Collected data:
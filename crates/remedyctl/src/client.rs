//! HTTP client for the remedy daemon.

use anyhow::{anyhow, Context, Result};
use remedy_common::{
    ApplyRequest, ChangeEvent, EvidencePack, FeedbackRequest, FeedbackResponse, FixPreview,
    Incident, RemediationPlan,
};
use serde::de::DeserializeOwned;
use serde_json::Value;

/// Default daemon address when neither --addr nor REMEDY_ADDR is set.
pub const DEFAULT_ADDR: &str = "http://127.0.0.1:7710";

pub struct RemedyClient {
    base: String,
    http: reqwest::Client,
}

impl RemedyClient {
    pub fn new(addr: Option<String>) -> Self {
        let base = addr
            .or_else(|| std::env::var("REMEDY_ADDR").ok())
            .unwrap_or_else(|| DEFAULT_ADDR.to_string());
        Self {
            base: base.trim_end_matches('/').to_string(),
            http: reqwest::Client::new(),
        }
    }

    async fn get_json<T: DeserializeOwned>(&self, path: &str) -> Result<T> {
        let url = format!("{}{}", self.base, path);
        let response = self
            .http
            .get(&url)
            .send()
            .await
            .with_context(|| format!("daemon unreachable at {}", self.base))?;
        Self::decode(response).await
    }

    async fn post_json<T: DeserializeOwned>(&self, path: &str, body: &Value) -> Result<T> {
        let url = format!("{}{}", self.base, path);
        let response = self
            .http
            .post(&url)
            .json(body)
            .send()
            .await
            .with_context(|| format!("daemon unreachable at {}", self.base))?;
        Self::decode(response).await
    }

    async fn decode<T: DeserializeOwned>(response: reqwest::Response) -> Result<T> {
        let status = response.status();
        let body = response.text().await.unwrap_or_default();
        if !status.is_success() {
            // The daemon surfaces workflow errors as plain text or a
            // JSON body; either way the message is what matters.
            return Err(anyhow!("{}: {}", status, body.trim()));
        }
        serde_json::from_str(&body).with_context(|| "unexpected response shape from daemon")
    }

    pub async fn incidents(&self) -> Result<Vec<Incident>> {
        self.get_json("/v1/incidents").await
    }

    pub async fn evidence(&self, incident: &str, lookback: Option<u32>) -> Result<EvidencePack> {
        let path = match lookback {
            Some(minutes) => format!("/v1/incidents/{}/evidence?lookback={}", incident, minutes),
            None => format!("/v1/incidents/{}/evidence", incident),
        };
        self.get_json(&path).await
    }

    pub async fn changes(&self, incident: &str, lookback: Option<u32>) -> Result<Vec<ChangeEvent>> {
        let path = match lookback {
            Some(minutes) => format!("/v1/incidents/{}/changes?lookback={}", incident, minutes),
            None => format!("/v1/incidents/{}/changes", incident),
        };
        self.get_json(&path).await
    }

    pub async fn fixes(&self, incident: &str) -> Result<RemediationPlan> {
        self.get_json(&format!("/v1/incidents/{}/fixes", incident)).await
    }

    /// `fix` may be a full fix id or a bare runbook id.
    pub async fn preview(&self, incident: &str, fix: &str) -> Result<FixPreview> {
        let body = if fix.starts_with("fix-") {
            serde_json::json!({ "fixId": fix })
        } else {
            serde_json::json!({ "runbookId": fix })
        };
        self.post_json(&format!("/v1/incidents/{}/fix-preview", incident), &body)
            .await
    }

    pub async fn apply(&self, incident: &str, request: &ApplyRequest) -> Result<Value> {
        let body = serde_json::to_value(request)?;
        self.post_json(&format!("/v1/incidents/{}/fix-apply", incident), &body)
            .await
    }

    pub async fn post_check(&self, incident: &str, execution: &str) -> Result<Value> {
        let body = serde_json::json!({ "executionId": execution });
        self.post_json(&format!("/v1/incidents/{}/post-check", incident), &body)
            .await
    }

    pub async fn feedback(
        &self,
        incident: &str,
        request: &FeedbackRequest,
    ) -> Result<FeedbackResponse> {
        let body = serde_json::to_value(request)?;
        self.post_json(&format!("/v1/incidents/{}/feedback", incident), &body)
            .await
    }
}
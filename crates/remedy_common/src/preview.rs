//! Fix previews - inspectable mutations that have not touched the cluster.

use chrono::{DateTime, Utc};
use serde::{Deserialize, Serialize};

use crate::plan::EvidenceRef;
use crate::runbook::{FixKind, RiskLevel};

/// Rollback guidance attached to a preview.
#[derive(Debug, Clone, Serialize, Deserialize)]
#[serde(rename_all = "camelCase")]
pub struct RollbackPlan {
    pub description: String,
    pub commands: Vec<String>,
}

/// A concrete, inspectable rendering of a FixPlan: diff, equivalent CLI
/// commands, and the server-side dry-run verdict. Exactly one of
/// `dry_run_output` / `dry_run_error` is non-empty. A preview is valid
/// only for the fix id it was generated for.
#[derive(Debug, Clone, Serialize, Deserialize)]
#[serde(rename_all = "camelCase")]
pub struct FixPreview {
    pub fix_id: String,
    pub title: String,
    pub kind: FixKind,
    pub risk: RiskLevel,
    pub confidence: f64,
    pub why_this_fix: String,
    pub diff: String,
    pub commands: Vec<String>,
    pub dry_run_output: String,
    pub dry_run_error: String,
    pub rollback: RollbackPlan,
    pub evidence_refs: Vec<EvidenceRef>,
    pub generated_at: DateTime<Utc>,
}

impl FixPreview {
    /// Whether the dry-run accepted the mutation. A rejected preview can
    /// never be confirmed for apply.
    pub fn dry_run_ok(&self) -> bool {
        self.dry_run_error.is_empty()
    }
}
//! Remedy Daemon - incident remediation workflow engine.
//!
//! Gathers evidence about detected incidents, plans ranked fixes, proves
//! them safe via server-side dry-run, applies confirmed mutations exactly
//! once, and verifies the outcome asynchronously.

use anyhow::Result;
use remedy_common::RemedyConfig;
use tracing::info;
use tracing_subscriber::EnvFilter;

use remedyd::server;

#[tokio::main]
async fn main() -> Result<()> {
    tracing_subscriber::fmt()
        .with_env_filter(EnvFilter::try_from_default_env().unwrap_or_else(|_| EnvFilter::new("info")))
        .init();

    info!("remedyd v{} starting", env!("CARGO_PKG_VERSION"));

    let config = RemedyConfig::load();
    let state = server::AppState::from_config(config)?;

    server::run(state).await
}
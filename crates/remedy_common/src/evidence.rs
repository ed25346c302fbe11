//! Evidence model - facts gathered about an incident.
//!
//! An EvidencePack is a frozen snapshot: it is produced once per
//! (incident, lookback window) request and regenerated on demand, never
//! updated in place.

use chrono::{DateTime, Utc};
use serde::{Deserialize, Serialize};

use crate::incident::{ResourceRef, Severity};

/// Origin of a piece of evidence.
#[derive(Debug, Clone, Copy, PartialEq, Eq, Hash, Serialize, Deserialize)]
#[serde(rename_all = "lowercase")]
pub enum EvidenceSource {
    Event,
    Log,
    Status,
    Metric,
    Change,
    Probe,
}

impl EvidenceSource {
    /// All evidence categories, in the order they appear in a pack.
    pub const ALL: [EvidenceSource; 6] = [
        EvidenceSource::Event,
        EvidenceSource::Log,
        EvidenceSource::Status,
        EvidenceSource::Metric,
        EvidenceSource::Change,
        EvidenceSource::Probe,
    ];
}

/// A single piece of evidence produced by an upstream collector.
#[derive(Debug, Clone, Serialize, Deserialize)]
#[serde(rename_all = "camelCase")]
pub struct EvidenceItem {
    pub id: String,
    pub source: EvidenceSource,
    /// Free-form subtype, e.g. "BackOff" for events or "restart_count"
    /// for status facts.
    pub kind: String,
    pub timestamp: DateTime<Utc>,
    pub content: String,
    pub summary: String,
    #[serde(skip_serializing_if = "Option::is_none")]
    pub severity: Option<Severity>,
    /// Relevance to the incident in [0,1], assigned by the aggregator.
    pub relevance: f64,
}

/// Frozen bundle of evidence for one incident snapshot.
#[derive(Debug, Clone, Serialize, Deserialize)]
#[serde(rename_all = "camelCase")]
pub struct EvidencePack {
    pub incident_id: String,
    /// Lookback window the whole pack was gathered for, in minutes.
    /// Items from two different windows never share a pack.
    pub lookback_minutes: u32,
    pub events: Vec<EvidenceItem>,
    pub logs: Vec<EvidenceItem>,
    pub status_facts: Vec<EvidenceItem>,
    pub metrics_facts: Vec<EvidenceItem>,
    pub change_history: Vec<EvidenceItem>,
    pub probe_results: Vec<EvidenceItem>,
    /// Completeness/reliability of this pack in [0,1].
    pub confidence: f64,
    pub generated_at: DateTime<Utc>,
}

impl EvidencePack {
    pub fn empty(incident_id: &str, lookback_minutes: u32) -> Self {
        Self {
            incident_id: incident_id.to_string(),
            lookback_minutes,
            events: vec![],
            logs: vec![],
            status_facts: vec![],
            metrics_facts: vec![],
            change_history: vec![],
            probe_results: vec![],
            confidence: 0.0,
            generated_at: Utc::now(),
        }
    }

    pub fn category(&self, source: EvidenceSource) -> &[EvidenceItem] {
        match source {
            EvidenceSource::Event => &self.events,
            EvidenceSource::Log => &self.logs,
            EvidenceSource::Status => &self.status_facts,
            EvidenceSource::Metric => &self.metrics_facts,
            EvidenceSource::Change => &self.change_history,
            EvidenceSource::Probe => &self.probe_results,
        }
    }

    pub fn category_mut(&mut self, source: EvidenceSource) -> &mut Vec<EvidenceItem> {
        match source {
            EvidenceSource::Event => &mut self.events,
            EvidenceSource::Log => &mut self.logs,
            EvidenceSource::Status => &mut self.status_facts,
            EvidenceSource::Metric => &mut self.metrics_facts,
            EvidenceSource::Change => &mut self.change_history,
            EvidenceSource::Probe => &mut self.probe_results,
        }
    }

    /// Number of categories that returned at least one item.
    pub fn populated_categories(&self) -> usize {
        EvidenceSource::ALL
            .iter()
            .filter(|s| !self.category(**s).is_empty())
            .count()
    }

    pub fn all_items(&self) -> impl Iterator<Item = &EvidenceItem> {
        EvidenceSource::ALL
            .into_iter()
            .flat_map(|s| self.category(s).iter())
    }

    pub fn item_count(&self) -> usize {
        self.all_items().count()
    }

    /// Look up an item by (source, id); used to resolve FixPlan
    /// evidence refs, which are weak references into the pack.
    pub fn find(&self, source: EvidenceSource, id: &str) -> Option<&EvidenceItem> {
        self.category(source).iter().find(|item| item.id == id)
    }
}

/// One normalized change to a watched resource, as exposed by
/// `GET /incidents/{id}/changes`.
#[derive(Debug, Clone, Serialize, Deserialize)]
#[serde(rename_all = "camelCase")]
pub struct ChangeEvent {
    #[serde(rename = "type")]
    pub change_type: String,
    pub timestamp: DateTime<Utc>,
    pub namespace: String,
    pub resource_kind: String,
    pub resource_name: String,
    pub severity: Severity,
    pub reason: String,
    pub message: String,
}

impl ChangeEvent {
    /// Parse an ISO-8601 timestamp, falling back to `aggregated_at` when
    /// the input is malformed. Invalid timestamps never survive to the
    /// wire.
    pub fn normalize_timestamp(raw: &str, aggregated_at: DateTime<Utc>) -> DateTime<Utc> {
        DateTime::parse_from_rfc3339(raw)
            .map(|dt| dt.with_timezone(&Utc))
            .unwrap_or(aggregated_at)
    }

    pub fn resource(&self) -> ResourceRef {
        ResourceRef::new(&self.namespace, &self.resource_kind, &self.resource_name)
    }
}
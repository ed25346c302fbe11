//! In-memory incident store.
//!
//! Incidents are registered by the external detector through the API
//! boundary and only ever move forward in status here. Resolved
//! incidents are archived for the similar-incident search; nothing is
//! deleted.

use std::collections::HashMap;

use chrono::{DateTime, Utc};
use remedy_common::{FailurePattern, Incident, ResourceRef};
use serde::{Deserialize, Serialize};
use tokio::sync::RwLock;
use tracing::info;

/// A resolved incident kept for history.
#[derive(Debug, Clone, Serialize, Deserialize)]
#[serde(rename_all = "camelCase")]
pub struct ArchivedIncident {
    pub incident_id: String,
    pub pattern: FailurePattern,
    pub resource: ResourceRef,
    pub was_resolved: bool,
    #[serde(skip_serializing_if = "Option::is_none")]
    pub resolution: Option<String>,
    /// Fix that resolved it, when feedback told us one did.
    #[serde(skip_serializing_if = "Option::is_none")]
    pub successful_fix: Option<String>,
    pub archived_at: DateTime<Utc>,
}

/// Live incidents plus the archive ring.
pub struct IncidentStore {
    incidents: RwLock<HashMap<String, Incident>>,
    archive: RwLock<Vec<ArchivedIncident>>,
    archive_capacity: usize,
}

impl IncidentStore {
    pub fn new() -> Self {
        Self {
            incidents: RwLock::new(HashMap::new()),
            archive: RwLock::new(Vec::new()),
            archive_capacity: 512,
        }
    }

    /// Register or refresh an incident from the detector.
    pub async fn upsert(&self, incident: Incident) {
        let mut incidents = self.incidents.write().await;
        info!("[STORE] Registered incident {} ({})", incident.id, incident.pattern);
        incidents.insert(incident.id.clone(), incident);
    }

    pub async fn get(&self, id: &str) -> Option<Incident> {
        self.incidents.read().await.get(id).cloned()
    }

    pub async fn list(&self) -> Vec<Incident> {
        let mut all: Vec<Incident> = self.incidents.read().await.values().cloned().collect();
        all.sort_by(|a, b| b.last_seen.cmp(&a.last_seen));
        all
    }

    /// Mark an incident resolved and push it into the archive. The live
    /// entry stays (archived, not deleted) so later reads still find it.
    pub async fn resolve(&self, id: &str, resolution: &str, successful_fix: Option<String>) -> bool {
        let mut incidents = self.incidents.write().await;
        let Some(incident) = incidents.get_mut(id) else {
            return false;
        };
        if incident.is_active() {
            incident.resolve(resolution);
        }
        let entry = ArchivedIncident {
            incident_id: incident.id.clone(),
            pattern: incident.pattern,
            resource: incident.resource.clone(),
            was_resolved: true,
            resolution: Some(resolution.to_string()),
            successful_fix,
            archived_at: Utc::now(),
        };
        drop(incidents);

        let mut archive = self.archive.write().await;
        archive.push(entry);
        if archive.len() > self.archive_capacity {
            let overflow = archive.len() - self.archive_capacity;
            archive.drain(..overflow);
        }
        true
    }

    pub async fn archived(&self) -> Vec<ArchivedIncident> {
        self.archive.read().await.clone()
    }

    /// Whether the incident is still active; used by the post-check
    /// scheduler to no-op on manually resolved incidents.
    pub async fn is_active(&self, id: &str) -> bool {
        self.incidents
            .read()
            .await
            .get(id)
            .map(|incident| incident.is_active())
            .unwrap_or(false)
    }
}

impl Default for IncidentStore {
    fn default() -> Self {
        Self::new()
    }
}
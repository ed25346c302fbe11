//! Cluster gateway implementations.
//!
//! `KubectlGateway` shells out to kubectl for real clusters;
//! `MemoryCluster` is a deterministic in-memory stand-in used by tests
//! and the clusterless dev mode (`cluster.mode = "memory"`).

pub mod kubectl;
pub mod memory;

use std::sync::Arc;

use remedy_common::{ClusterConfig, ClusterGateway};

pub use kubectl::KubectlGateway;
pub use memory::MemoryCluster;

/// Build the gateway selected by configuration.
pub fn from_config(config: &ClusterConfig) -> Arc<dyn ClusterGateway> {
    match config.mode.as_str() {
        "memory" => Arc::new(MemoryCluster::new()),
        _ => Arc::new(KubectlGateway::new(&config.kubectl_bin)),
    }
}
//! Fix apply executor.
//!
//! The one component with real side effects. Per incident it tracks
//! `NoPreview -> Previewed -> Confirmed -> Applying -> {Applied, Failed}`
//! and enforces: explicit confirmation (double for high risk), preview
//! freshness by exact fix id, a clean dry-run on file, and a single
//! apply in flight per incident. Every apply gets a fresh execution id;
//! retries are new apply calls with a fresh preview, never automatic.

use std::collections::HashMap;
use std::sync::Arc;

use chrono::Utc;
use remedy_common::{
    ApplyRequest, ChangeSummary, ClusterGateway, CommandTemplate, Execution, ExecutionStatus,
    FixKind, FixPreview, Incident, LogLine, MutationRequest, RemedyError, ResourceRef, Result,
    RiskLevel, Runbook,
};
use tokio::sync::{Mutex, RwLock};
use tracing::{error, info, warn};

/// What the executor remembers of the most recent preview per incident.
#[derive(Debug, Clone)]
pub struct PreviewRecord {
    pub fix_id: String,
    pub runbook_id: String,
    pub kind: FixKind,
    pub risk: RiskLevel,
    /// Rendered apply command template, re-rendered against the final
    /// target at apply time.
    pub apply_template: String,
    pub dry_run_error: String,
}

impl PreviewRecord {
    pub fn from_preview(preview: &FixPreview, runbook: &Runbook) -> Self {
        Self {
            fix_id: preview.fix_id.clone(),
            runbook_id: runbook.id.clone(),
            kind: preview.kind,
            risk: preview.risk,
            apply_template: runbook.commands.apply.clone(),
            dry_run_error: preview.dry_run_error.clone(),
        }
    }
}

#[derive(Debug, Clone, Copy, PartialEq, Eq)]
enum Stage {
    Previewed,
    Applying,
    Applied,
    Failed,
}

struct Flight {
    stage: Stage,
    preview: PreviewRecord,
}

pub struct ApplyExecutor {
    gateway: Arc<dyn ClusterGateway>,
    flights: Mutex<HashMap<String, Flight>>,
    executions: RwLock<HashMap<String, Execution>>,
}

impl ApplyExecutor {
    pub fn new(gateway: Arc<dyn ClusterGateway>) -> Self {
        Self {
            gateway,
            flights: Mutex::new(HashMap::new()),
            executions: RwLock::new(HashMap::new()),
        }
    }

    /// Register the most recent preview for an incident. Any earlier
    /// preview becomes stale by construction: only the latest is kept.
    pub async fn record_preview(&self, incident_id: &str, record: PreviewRecord) {
        let mut flights = self.flights.lock().await;
        match flights.get_mut(incident_id) {
            // An apply already in flight keeps its stage; the new
            // preview only becomes relevant for the next apply.
            Some(flight) if flight.stage == Stage::Applying => {
                flight.preview = record;
            }
            _ => {
                flights.insert(
                    incident_id.to_string(),
                    Flight {
                        stage: Stage::Previewed,
                        preview: record,
                    },
                );
            }
        }
    }

    /// The fix id of the most recent preview, if any.
    pub async fn latest_preview_fix_id(&self, incident_id: &str) -> Option<String> {
        self.flights
            .lock()
            .await
            .get(incident_id)
            .map(|flight| flight.preview.fix_id.clone())
    }

    /// Perform the confirmed mutation exactly once.
    pub async fn apply(&self, incident: &Incident, request: &ApplyRequest) -> Result<Execution> {
        // Guard phase under the flight lock: all Previewed -> Confirmed ->
        // Applying checks happen atomically per incident.
        let preview = {
            let mut flights = self.flights.lock().await;
            let flight = flights
                .get_mut(&incident.id)
                .ok_or_else(|| RemedyError::InvalidRequest(
                    "no preview has been generated for this incident".to_string(),
                ))?;

            if flight.stage == Stage::Applying {
                return Err(RemedyError::ApplyInProgress(incident.id.clone()));
            }

            if !request.confirmed {
                return Err(RemedyError::ConfirmationRequired);
            }
            // High-risk mutations need two independent affirmations; a
            // single confirmed flag is not enough.
            if flight.preview.risk >= RiskLevel::High && !request.ack_elevated_risk {
                return Err(RemedyError::ElevatedRiskAckRequired);
            }

            if flight.preview.fix_id != request.fix_id {
                return Err(RemedyError::StalePreview {
                    requested: request.fix_id.clone(),
                    latest: flight.preview.fix_id.clone(),
                });
            }

            if !flight.preview.dry_run_error.is_empty() {
                return Err(RemedyError::ApplyBlocked {
                    reason: flight.preview.dry_run_error.clone(),
                });
            }

            flight.stage = Stage::Applying;
            flight.preview.clone()
        };

        let target = request
            .resource_info
            .clone()
            .unwrap_or_else(|| incident.resource.clone());

        let execution = self.run_mutation(incident, &preview, &target).await;

        {
            let mut flights = self.flights.lock().await;
            if let Some(flight) = flights.get_mut(&incident.id) {
                flight.stage = match execution.status {
                    ExecutionStatus::Applied => Stage::Applied,
                    ExecutionStatus::Failed => Stage::Failed,
                };
            }
        }

        self.executions
            .write()
            .await
            .insert(execution.execution_id.clone(), execution.clone());

        Ok(execution)
    }

    async fn run_mutation(
        &self,
        incident: &Incident,
        preview: &PreviewRecord,
        target: &ResourceRef,
    ) -> Execution {
        let started_at = Utc::now();
        let command = CommandTemplate::render(&preview.apply_template, target);
        let mutation = MutationRequest {
            fix_id: preview.fix_id.clone(),
            kind: preview.kind,
            target: target.clone(),
            command: command.clone(),
        };

        let mut log = vec![LogLine::stdout(format!(
            "applying {} ({}) to {}",
            preview.fix_id, preview.kind, target
        ))];

        info!("[APPLY] {} -> {}", preview.fix_id, target);

        match self.gateway.apply(&mutation).await {
            Ok(report) => {
                log.extend(report.stdout.iter().cloned().map(LogLine::stdout));
                log.extend(report.stderr.iter().cloned().map(LogLine::stderr));
                log.push(LogLine::stdout("apply completed"));
                info!("[APPLY] {} applied ({} changes)", preview.fix_id, report.changes.total());
                Execution {
                    execution_id: Execution::new_id(),
                    incident_id: incident.id.clone(),
                    fix_id: preview.fix_id.clone(),
                    kind: preview.kind,
                    status: ExecutionStatus::Applied,
                    message: report.message,
                    changes: report.changes,
                    log,
                    started_at,
                    finished_at: Utc::now(),
                }
            }
            Err(e) => {
                // The incident itself is left untouched so the operator
                // can retry with a fresh preview.
                error!("[APPLY] {} failed: {}", preview.fix_id, e);
                log.push(LogLine::stderr(e.to_string()));
                Execution {
                    execution_id: Execution::new_id(),
                    incident_id: incident.id.clone(),
                    fix_id: preview.fix_id.clone(),
                    kind: preview.kind,
                    status: ExecutionStatus::Failed,
                    message: e.to_string(),
                    changes: ChangeSummary::default(),
                    log,
                    started_at,
                    finished_at: Utc::now(),
                }
            }
        }
    }

    pub async fn get_execution(&self, execution_id: &str) -> Option<Execution> {
        self.executions.read().await.get(execution_id).cloned()
    }

    pub async fn executions_for_incident(&self, incident_id: &str) -> Vec<Execution> {
        let mut list: Vec<Execution> = self
            .executions
            .read()
            .await
            .values()
            .filter(|e| e.incident_id == incident_id)
            .cloned()
            .collect();
        list.sort_by(|a, b| a.started_at.cmp(&b.started_at));
        list
    }

    /// Drop flight state for a resolved incident so later previews start
    /// from a clean slate.
    pub async fn clear_incident(&self, incident_id: &str) {
        let mut flights = self.flights.lock().await;
        if flights.remove(incident_id).is_some() {
            warn!("[APPLY] cleared flight state for {}", incident_id);
        }
    }
}
//! Remedy CLI library - exposes modules for testing.

pub mod cli;
pub mod client;
pub mod commands;
pub mod display;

### Required action
Output, from the data above, the lines from the line with "pub struct ArchivedIncident" to the line with "let mut all: Vec<Incident>" exactly as they stand, both ends included and nothing else.

### Response below
pub struct ArchivedIncident {
    pub incident_id: String,
    pub pattern: FailurePattern,
    pub resource: ResourceRef,
    pub was_resolved: bool,
    #[serde(skip_serializing_if = "Option::is_none")]
    pub resolution: Option<String>,
    /// Fix that resolved it, when feedback told us one did.
    #[serde(skip_serializing_if = "Option::is_none")]
    pub successful_fix: Option<String>,
    pub archived_at: DateTime<Utc>,
}

/// Live incidents plus the archive ring.
pub struct IncidentStore {
    incidents: RwLock<HashMap<String, Incident>>,
    archive: RwLock<Vec<ArchivedIncident>>,
    archive_capacity: usize,
}

impl IncidentStore {
    pub fn new() -> Self {
        Self {
            incidents: RwLock::new(HashMap::new()),
            archive: RwLock::new(Vec::new()),
            archive_capacity: 512,
        }
    }

    /// Register or refresh an incident from the detector.
    pub async fn upsert(&self, incident: Incident) {
        let mut incidents = self.incidents.write().await;
        info!("[STORE] Registered incident {} ({})", incident.id, incident.pattern);
        incidents.insert(incident.id.clone(), incident);
    }

    pub async fn get(&self, id: &str) -> Option<Incident> {
        self.incidents.read().await.get(id).cloned()
    }

    pub async fn list(&self) -> Vec<Incident> {
        let mut all: Vec<Incident> = self.incidents.read().await.values().cloned().collect();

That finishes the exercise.